**Material for this exercise**
□ □ □
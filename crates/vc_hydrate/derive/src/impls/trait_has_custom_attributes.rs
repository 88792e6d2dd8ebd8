use proc_macro2::TokenStream;
use quote::quote;

use crate::derive_data::ModelDerive;

/// Generate implementation code for `HasCustomAttributes` from `nested` fields.
///
/// Nothing is generated without `nested` fields, a `#[model(custom_attributes)]`
/// type provides its own implementation.
pub(crate) fn impl_trait_has_custom_attributes(derive: &ModelDerive) -> TokenStream {
    let nested: Vec<_> = derive.nested().collect();
    if nested.is_empty() {
        return TokenStream::new();
    }

    let vc_hydrate_path = derive.vc_hydrate_path();
    let has_custom_attributes_ = crate::path::has_custom_attributes_(vc_hydrate_path);
    let custom_attribute_map_ = crate::path::custom_attribute_map_(vc_hydrate_path);
    let ident = derive.ident();

    let entries = nested.iter().map(|(field, ty)| {
        let name = &field.name;
        quote! {
            .with::<#ty>(#name)
        }
    });

    quote! {
        #[automatically_derived]
        impl #has_custom_attributes_ for #ident {
            fn custom_attributes() -> ::core::option::Option<#custom_attribute_map_> {
                ::core::option::Option::Some(#custom_attribute_map_::new() #(#entries)*)
            }
        }
    }
}
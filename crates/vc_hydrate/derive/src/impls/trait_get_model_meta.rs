use proc_macro2::TokenStream;
use quote::quote;

use crate::derive_data::ModelDerive;

/// Generate implementation code for `GetModelMeta`.
///
/// The meta always carries `TypeTraitDefault`, and `TypeTraitCustomAttributes`
/// when the model declares custom attributes.
pub(crate) fn impl_trait_get_model_meta(derive: &ModelDerive) -> TokenStream {
    let vc_hydrate_path = derive.vc_hydrate_path();
    let get_model_meta_ = crate::path::get_model_meta_(vc_hydrate_path);
    let model_meta_ = crate::path::model_meta_(vc_hydrate_path);
    let model_registry_ = crate::path::model_registry_(vc_hydrate_path);
    let from_type_ = crate::path::from_type_(vc_hydrate_path);
    let type_trait_default_ = crate::path::type_trait_default_(vc_hydrate_path);
    let ident = derive.ident();

    let insert_custom_attributes = derive.has_custom_attributes().then(|| {
        let type_trait_custom_attributes_ =
            crate::path::type_trait_custom_attributes_(vc_hydrate_path);
        quote! {
            meta.insert_trait::<#type_trait_custom_attributes_>(
                <#type_trait_custom_attributes_ as #from_type_<Self>>::from_type()
            );
        }
    });

    let dependencies = derive.dependencies();
    let register_dependencies = (!dependencies.is_empty()).then(|| {
        quote! {
            fn register_dependencies(registry: &mut #model_registry_) {
                #( registry.register::<#dependencies>(); )*
            }
        }
    });

    quote! {
        #[automatically_derived]
        impl #get_model_meta_ for #ident {
            fn get_model_meta() -> #model_meta_ {
                let mut meta = #model_meta_::of::<Self>();
                meta.insert_trait::<#type_trait_default_>(
                    <#type_trait_default_ as #from_type_<Self>>::from_type()
                );
                #insert_custom_attributes
                meta
            }

            #register_dependencies
        }
    }
}
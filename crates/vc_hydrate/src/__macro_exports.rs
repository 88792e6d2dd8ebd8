//! Items used by the code generated from `#[derive(Model)]` and `impl_raw_property!`.

use core::any::type_name;

use serde::de::DeserializeOwned;

use crate::{AssignError, RawValue};

pub use std::sync::OnceLock;

/// Deserializes a raw value into `T`, with no coercion between scalar kinds.
#[inline]
pub fn from_raw_value<T: DeserializeOwned>(raw: RawValue) -> Result<T, AssignError> {
    serde_json::from_value(raw).map_err(|source| AssignError::Mismatch {
        expected: type_name::<T>(),
        source,
    })
}

#[cfg(feature = "auto_register")]
pub mod auto_register {
    use crate::registry::{GetModelMeta, ModelRegistry};

    pub use inventory;

    /// A registration function submitted by `#[model(auto_register)]`.
    pub struct AutoRegisterFunc(pub fn(&mut ModelRegistry));

    inventory::collect!(AutoRegisterFunc);

    pub trait RegisterType {
        fn register(registry: &mut ModelRegistry);
    }

    impl<T: GetModelMeta> RegisterType for T {
        #[inline]
        fn register(registry: &mut ModelRegistry) {
            registry.register::<T>();
        }
    }

    pub(crate) fn register_types(registry: &mut ModelRegistry) {
        for func in inventory::iter::<AutoRegisterFunc> {
            (func.0)(registry);
        }
    }
}
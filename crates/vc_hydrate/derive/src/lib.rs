//! See the [`Model`] derive macro.
#![cfg_attr(docsrs, feature(doc_cfg))]
#![allow(clippy::std_instead_of_core, reason = "proc-macro lib")]
#![allow(clippy::std_instead_of_alloc, reason = "proc-macro lib")]

use proc_macro::TokenStream;
use syn::{DeriveInput, parse_macro_input};

static MODEL_ATTRIBUTE_NAME: &str = "model";

// -----------------------------------------------------------------------------
// Modules

mod derive_data;
mod impls;
mod path;

// -----------------------------------------------------------------------------
// Macros

/// # Model Derivation
///
/// `#[derive(Model)]` turns a struct with named fields into a hydration target.
/// It implements the following traits:
///
/// - `TypePath`
/// - `Typed`
/// - `Model`
/// - `FromPropertyValue`
/// - `GetModelMeta`
/// - `HasCustomAttributes` (only with `#[model(nested = ...)]` fields)
///
/// The type must also implement `Default` and `Debug`, and every property type
/// must implement `FromPropertyValue`.
///
/// Generic types, tuple structs, enums and unions are rejected.
/// Unit structs are accepted and have no property.
///
/// ## Properties
///
/// Every named field is a property, in declaration order, named after the field.
///
/// ```rust, ignore
/// #[derive(Model, Default, Debug)]
/// struct User {
///     name: String,
///     #[model(rename = "e-mail")]
///     email: String,
///     #[model(skip)]
///     session: Option<Session>,
/// }
/// ```
///
/// - `rename = "..."`: the property name used in the source map.
/// - `skip`: the field is not a property and keeps its default value.
///
/// ## Base Model
///
/// A field marked `base` embeds the parent model. Its properties are inherited:
/// they are listed after the own properties and reached through the base field.
/// At most one field can be the base.
///
/// ```rust, ignore
/// #[derive(Model, Default, Debug)]
/// struct Admin {
///     #[model(base)]
///     user: User,
///     level: u8,
/// }
/// ```
///
/// ## Nested Models
///
/// A field marked `nested = Type` is a custom attribute: its source value is
/// hydrated into `Type` (one model for a mapping, many for a sequence) instead
/// of being assigned as is.
///
/// ```rust, ignore
/// #[derive(Model, Default, Debug)]
/// struct Order {
///     #[model(nested = Line)]
///     lines: Vec<Line>,
///     #[model(nested = Address)]
///     shipping: Option<Address>,
/// }
/// ```
///
/// The base and nested types are registered together with the model.
///
/// ## Custom Attributes
///
/// To provide the custom attribute map by hand, for example with targets
/// looked up by name, mark the type `custom_attributes` and implement
/// `HasCustomAttributes`. It cannot be combined with `nested` fields.
///
/// ```rust, ignore
/// #[derive(Model, Default, Debug)]
/// #[model(custom_attributes)]
/// struct Team { members: Vec<Member> }
///
/// impl HasCustomAttributes for Team {
///     fn custom_attributes() -> Option<CustomAttributeMap> {
///         Some(CustomAttributeMap::new().with_name("members", "Member"))
///     }
/// }
/// ```
///
/// ## Custom Type Path
///
/// The default type path is `module_path!()` followed by the type ident.
///
/// ```rust, ignore
/// #[derive(Model, Default, Debug)]
/// #[model(type_path = "app::model::User")]
/// struct User { /* ... */ }
/// ```
///
/// ## Auto Registration
///
/// `#[model(auto_register)]` submits the type to the static registration list,
/// see `ModelRegistry::auto_register`. This attribute is a no-op when the
/// `auto_register` feature is disabled.
#[proc_macro_derive(Model, attributes(model))]
pub fn derive_model(input: TokenStream) -> TokenStream {
    let ast = parse_macro_input!(input as DeriveInput);

    match derive_data::ModelDerive::parse(&ast) {
        Ok(derive) => impls::impl_model(&derive).into(),
        Err(err) => err.into_compile_error().into(),
    }
}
□ □ □
**Task objective**
Report every line of the entries that carries the word "crates".

**Response box**
filename crates/vc_hydrate/derive/src/impls/trait_has_custom_attributes.rs
filename crates/vc_hydrate/derive/src/impls/trait_get_model_meta.rs
filename crates/vc_hydrate/src/__macro_exports.rs
filename crates/vc_hydrate/derive/src/lib.rs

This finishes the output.